[[ DATA EXTRACT, beginning ]]

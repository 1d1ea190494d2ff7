//! Auth provider HTTP mock endpoint creation utilities.

use mockito::{Matcher, Mock};
use serde_json::json;

use crate::fixtures::auth::{
    data::{session_json, user_json},
    AuthFixtures, AUTH_API_PATH,
};

impl<'a> AuthFixtures<'a> {
    /// Create a `GET /auth/v1/user` endpoint accepting `access_token`.
    ///
    /// # Arguments
    /// - `access_token` - Bearer token the request must carry
    /// - `expected_requests` - Number of times this endpoint should be called
    pub fn create_user_endpoint(&mut self, access_token: &str, expected_requests: usize) -> Mock {
        self.setup
            .server
            .mock("GET", format!("{}/user", AUTH_API_PATH).as_str())
            .match_header("authorization", format!("Bearer {}", access_token).as_str())
            .with_status(200)
            .with_header("content-type", "application/json")
            .with_body(user_json().to_string())
            .expect(expected_requests)
            .create()
    }

    /// Create a `GET /auth/v1/user` endpoint rejecting `access_token` as expired.
    pub fn create_rejected_user_endpoint(
        &mut self,
        access_token: &str,
        expected_requests: usize,
    ) -> Mock {
        self.setup
            .server
            .mock("GET", format!("{}/user", AUTH_API_PATH).as_str())
            .match_header("authorization", format!("Bearer {}", access_token).as_str())
            .with_status(401)
            .with_header("content-type", "application/json")
            .with_body(
                json!({ "code": 401, "msg": "invalid JWT: token is expired" }).to_string(),
            )
            .expect(expected_requests)
            .create()
    }

    /// Create a `POST /auth/v1/token?grant_type=...` endpoint returning a session.
    ///
    /// # Arguments
    /// - `grant_type` - `pkce` or `refresh_token`
    /// - `access_token` - Access token of the returned session
    /// - `refresh_token` - Refresh token of the returned session
    /// - `expected_requests` - Number of times this endpoint should be called
    pub fn create_token_endpoint(
        &mut self,
        grant_type: &str,
        access_token: &str,
        refresh_token: &str,
        expected_requests: usize,
    ) -> Mock {
        self.setup
            .server
            .mock("POST", format!("{}/token", AUTH_API_PATH).as_str())
            .match_query(Matcher::UrlEncoded(
                "grant_type".to_string(),
                grant_type.to_string(),
            ))
            .with_status(200)
            .with_header("content-type", "application/json")
            .with_body(session_json(access_token, refresh_token).to_string())
            .expect(expected_requests)
            .create()
    }

    /// Create a `POST /auth/v1/token?grant_type=...` endpoint rejecting the grant.
    pub fn create_rejected_token_endpoint(
        &mut self,
        grant_type: &str,
        expected_requests: usize,
    ) -> Mock {
        self.setup
            .server
            .mock("POST", format!("{}/token", AUTH_API_PATH).as_str())
            .match_query(Matcher::UrlEncoded(
                "grant_type".to_string(),
                grant_type.to_string(),
            ))
            .with_status(400)
            .with_header("content-type", "application/json")
            .with_body(
                json!({
                    "error": "invalid_grant",
                    "error_description": "Invalid or expired grant"
                })
                .to_string(),
            )
            .expect(expected_requests)
            .create()
    }

    /// Create a `POST /auth/v1/logout` endpoint answering with `status`.
    pub fn create_logout_endpoint(&mut self, status: usize, expected_requests: usize) -> Mock {
        self.setup
            .server
            .mock("POST", format!("{}/logout", AUTH_API_PATH).as_str())
            .with_status(status)
            .expect(expected_requests)
            .create()
    }
}
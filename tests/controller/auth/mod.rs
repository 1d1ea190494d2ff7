//! Tests for authentication controller endpoints.
//!
//! Covers the login page, the provider callback, sign out and retrieval of the signed in user.

mod login;
mod login_success;
mod signout;
mod user;

use super::*;
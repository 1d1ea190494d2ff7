use mockito::Mock;
use serde_json::Value;

use crate::{constant::TEST_SALVY_TOKEN, fixtures::phone::PhoneFixtures};

impl<'a> PhoneFixtures<'a> {
    /// Create a `POST /api/virtual-phone-accounts` endpoint.
    ///
    /// # Arguments
    /// - `status` - Status code to answer with
    /// - `body` - JSON body to answer with
    /// - `expected_requests` - Number of times this endpoint should be called
    pub fn create_purchase_endpoint(
        &mut self,
        status: usize,
        body: Value,
        expected_requests: usize,
    ) -> Mock {
        self.setup
            .server
            .mock("POST", "/api/virtual-phone-accounts")
            .match_header("authorization", format!("Bearer {}", TEST_SALVY_TOKEN).as_str())
            .with_status(status)
            .with_header("content-type", "application/json")
            .with_body(body.to_string())
            .expect(expected_requests)
            .create()
    }
}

[[ DATA EXTRACT, end ]]

> _YOUR OBJECTIVE_: Each line above holding the string "provider" counts once; please report the total and nothing more.

> _RESULT OF THIS TASK_: 2